L’histoire
Ender (Ilker Aksum) et Cetin (Fatih Al) deux amis d’enfance, cohabitent tranquillement et avec complicité dans un appartement à Ankara. Quand un ami proche leur demande de s’occuper de sa sœur Nihal, interprétée par Günes Sayin, après le décès de leurs parents, les deux hommes acceptent de perturber leur quotidien sans réfléchir à l’impact de cette lourde responsabilité. Les rituels partagés par Ender et Cetin permettent néanmoins rapidement à la jeune fille de se sentir chez elle dans cet environnement rempli de tendresse et d’affection apparente. Alors qu’elle reprend doucement vie, les deux hommes protecteurs et attentionnés découvrent une belle jeune fille fascinante dont ils tombent amoureux. Loin de les séparer, cet amour commun les rapproche au contraire et renforce leur complicité. Un seul problème se pose, déclarer ou non leur amour…
« Un monde à part »
Les personnages de Our Grand Despair, particulièrement réalistes et touchants, sont interprétés par d’excellents comédiens. Ils réussissent avec une grande justesse à montrer deux hommes qu’une amitié sans faille, loyale et tendre, sans sexualité, lie. Malgré le caractère un peux « vieux couple de mariés » des personnages, les acteurs ont réussi à faire pénétrer le public au cœur de cette relation que rien ne peut briser. La subtilité des dialogues participe de cette réussite, puisqu’elle présente toujours les personnages unis jusqu’à dans leurs discours : il ne s’agit jamais d’un je et d’un tu mais bien d’un nous qui les défini, jusqu’à dans leur amour pour Nihal. Ainsi Ender dira « She might think she is in love with us. », s’englobant ainsi dans une globalité qui ne peut qu’inclure les deux hommes. C’est un peu « un monde à part » qui est représenté dans ce film, souligne Ilker Aksum en appuyant sur l’absence de sentiments homosexuels entre les protagonistes : « J’ai développé le sentiment que ce n’est pas de l’homosexualité, mais plutôt une famille. C’est une ambiance harmonique qui se dégage de leur relation. » Fatih Al quant à lui rapproche ceci de l’art : « C’est une autre façon de s’aimer, et une autre manière de le montrer.
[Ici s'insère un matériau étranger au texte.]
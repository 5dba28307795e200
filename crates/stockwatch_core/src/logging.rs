//! Logging bootstrap: rolling files for long-running processes, stderr for
//! one-shot CLI runs.
//!
//! # Responsibility
//! - Initialize the global logger exactly once per process.
//! - Capture panics from sweep and recompute tasks as log events.
//!
//! # Invariants
//! - Logging init is idempotent for the same sink and level.
//! - Logging initialization must not panic.
//! - Re-initialization with a different sink or level is rejected.
//! - Log lines carry identifiers and counts, never recipients or tokens.

use flexi_logger::{Cleanup, Criterion, FileSpec, Logger, LoggerHandle, Naming, WriteMode};
use log::{error, info};
use once_cell::sync::OnceCell;
use std::path::{Path, PathBuf};

const LOG_FILE_BASENAME: &str = "stockwatch";
const MAX_LOG_FILE_SIZE_BYTES: u64 = 10 * 1024 * 1024;
const MAX_LOG_FILES: usize = 5;
const MAX_PANIC_PAYLOAD_CHARS: usize = 160;

static LOGGING_STATE: OnceCell<LoggingState> = OnceCell::new();
static PANIC_HOOK_INSTALLED: OnceCell<()> = OnceCell::new();

/// Where log lines go.
#[derive(Debug, Clone, PartialEq, Eq)]
pub enum LogSink {
    /// Rolling files under an absolute directory.
    Directory(PathBuf),
    /// Standard error, for one-shot CLI runs.
    Stderr,
}

impl LogSink {
    fn describe(&self) -> String {
        match self {
            Self::Directory(dir) => dir.display().to_string(),
            Self::Stderr => "stderr".to_string(),
        }
    }
}

struct LoggingState {
    level: &'static str,
    sink: LogSink,
    _logger: LoggerHandle,
}

/// Initializes rolling-file logging with level and directory.
///
/// # Invariants
/// - Calling this function repeatedly with the same settings is idempotent.
/// - Re-initialization with a different `level` or `log_dir` is rejected.
/// - Initialization never panics.
///
/// # Errors
/// - Returns an error when `level` is unsupported.
/// - Returns an error when `log_dir` is empty, non-absolute, or cannot be created.
/// - Returns an error when logger backend setup fails.
pub fn init_logging(level: &str, log_dir: &str) -> Result<(), String> {
    let sink = LogSink::Directory(normalize_log_dir(log_dir)?);
    init_with_sink(level, sink)
}

/// Initializes logging to standard error, same idempotence rules as
/// [`init_logging`].
pub fn init_stderr_logging(level: &str) -> Result<(), String> {
    init_with_sink(level, LogSink::Stderr)
}

fn init_with_sink(level: &str, sink: LogSink) -> Result<(), String> {
    let normalized_level = normalize_level(level)?;

    let state = LOGGING_STATE.get_or_try_init(|| -> Result<LoggingState, String> {
        let logger = start_logger(normalized_level, &sink)?;
        install_panic_hook_once();

        info!(
            "event=logging_init module=logging status=ok platform={} build_mode={} version={} level={} sink={}",
            std::env::consts::OS,
            build_mode(),
            env!("CARGO_PKG_VERSION"),
            normalized_level,
            sink.describe()
        );

        Ok(LoggingState {
            level: normalized_level,
            sink: sink.clone(),
            _logger: logger,
        })
    })?;

    if state.sink != sink {
        return Err(format!(
            "logging already initialized at `{}`; refusing to switch to `{}`",
            state.sink.describe(),
            sink.describe()
        ));
    }
    if state.level != normalized_level {
        return Err(format!(
            "logging already initialized with level `{}`; refusing to switch to `{}`",
            state.level, normalized_level
        ));
    }

    Ok(())
}

fn start_logger(level: &'static str, sink: &LogSink) -> Result<LoggerHandle, String> {
    let logger = Logger::try_with_str(level)
        .map_err(|err| format!("invalid log level `{level}`: {err}"))?;

    let logger = match sink {
        LogSink::Directory(dir) => {
            std::fs::create_dir_all(dir).map_err(|err| {
                format!("failed to create log directory `{}`: {err}", dir.display())
            })?;
            logger
                .log_to_file(
                    FileSpec::default()
                        .directory(dir.as_path())
                        .basename(LOG_FILE_BASENAME),
                )
                .rotate(
                    Criterion::Size(MAX_LOG_FILE_SIZE_BYTES),
                    Naming::Numbers,
                    Cleanup::KeepLogFiles(MAX_LOG_FILES),
                )
                .write_mode(WriteMode::BufferAndFlush)
                .append()
                // [YYYY-MM-DD HH:MM:SS.ffffff TZ] LEVEL [module] file:line: message
                .format_for_files(flexi_logger::detailed_format)
        }
        LogSink::Stderr => logger
            .log_to_stderr()
            .format_for_stderr(flexi_logger::detailed_format),
    };

    logger
        .start()
        .map_err(|err| format!("failed to start logger: {err}"))
}

/// Returns the active level and sink, or `None` before initialization.
pub fn logging_status() -> Option<(&'static str, LogSink)> {
    LOGGING_STATE
        .get()
        .map(|state| (state.level, state.sink.clone()))
}

/// Returns the default log level for current build mode.
///
/// - `debug` builds -> `debug`
/// - `release` builds -> `info`
pub fn default_log_level() -> &'static str {
    if cfg!(debug_assertions) {
        "debug"
    } else {
        "info"
    }
}

fn normalize_level(level: &str) -> Result<&'static str, String> {
    match level.trim().to_ascii_lowercase().as_str() {
        "trace" => Ok("trace"),
        "debug" => Ok("debug"),
        "info" => Ok("info"),
        "warn" | "warning" => Ok("warn"),
        "error" => Ok("error"),
        other => Err(format!(
            "unsupported log level `{other}`; expected trace|debug|info|warn|error"
        )),
    }
}

fn normalize_log_dir(log_dir: &str) -> Result<PathBuf, String> {
    let trimmed = log_dir.trim();
    if trimmed.is_empty() {
        return Err("log_dir cannot be empty".to_string());
    }
    let path = Path::new(trimmed);
    if !path.is_absolute() {
        return Err(format!("log_dir must be an absolute path, got `{trimmed}`"));
    }
    Ok(path.to_path_buf())
}

fn build_mode() -> &'static str {
    if cfg!(debug_assertions) {
        "debug"
    } else {
        "release"
    }
}

fn install_panic_hook_once() {
    if PANIC_HOOK_INSTALLED.get().is_some() {
        return;
    }

    let previous_hook = std::panic::take_hook();
    std::panic::set_hook(Box::new(move |panic_info| {
        // Payloads may embed item names; keep them single-line and short.
        let location = panic_info
            .location()
            .map(|loc| format!("{}:{}", loc.file(), loc.line()))
            .unwrap_or_else(|| "unknown".to_string());
        let payload = panic_payload_summary(panic_info);
        error!(
            "event=panic_captured module=logging status=error location={} payload={}",
            location, payload
        );
        previous_hook(panic_info);
    }));

    let _ = PANIC_HOOK_INSTALLED.set(());
}

fn panic_payload_summary(info: &std::panic::PanicHookInfo<'_>) -> String {
    let payload = if let Some(message) = info.payload().downcast_ref::<&str>() {
        (*message).to_string()
    } else if let Some(message) = info.payload().downcast_ref::<String>() {
        message.clone()
    } else {
        "non-string panic payload".to_string()
    };

    sanitize_message(&payload, MAX_PANIC_PAYLOAD_CHARS)
}

fn sanitize_message(value: &str, max_chars: usize) -> String {
    let normalized = value.replace(['\n', '\r'], " ");
    let mut truncated = normalized.chars().take(max_chars).collect::<String>();
    if normalized.chars().count() > max_chars {
        truncated.push_str("...");
    }
    truncated
}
C’est une approche très puriste de l’amour. » Plus qu’un simple film sur des personnages ou un récit particulier (même si ces deux éléments sont parfaitement mis en scène), Our Grand Despair pose de nombreuses questions qui touchent le public bien après la tombée du rideau : dans quelle mesure est-ce possible et utile de définir nos relations ? Où se situent leurs frontières ?
Un découpage unique
L’une des particularités de la réalisation se situe dans le découpage des scènes qui ne finissent pas réellement ou sont régulièrement coupées. Cette façon de procéder était primordiale pour Seyfi Teoman qui cherchait à se concentrer sur des détails : « Je demande au spectateur de compléter ces scènes. » Cette méthode permet à Our Grand Despair de garder une franche subtilité et profite à chaque personnage, dont on devine la personnalité autant qu’on l’observe.
Inclassable, l’œuvre naît
Ce film est très difficile à définir, ce qui est un choix délibéré du réalisateur : « C’est un drame mais avec beaucoup de nuances d’humour. C’est comme la vie en fait. Un drame, ou un mélodrame. Ou peut-être qu’il n’est pas besoin de le définir. » Fatih Al confirme : « Le film cherche à rendre une image de la réalité. » Jouant avec les clichés régissant les relations entre hommes et femmes, Our Grand Despair remet en effet en question notre perception de la famille mais aussi du cinéma. En effet, un parallèle peut être fait, très simplement, entre la relation qui lie ces deux hommes, à la frontière de l’amour et de l’amitié sans être uniquement l’un ou l’autre, et le film, à la frontière des genres, entre comédie, drame et tragédie.
Our Despair est un véritable coup de cœur, une douce tragicomédie simple et drôle.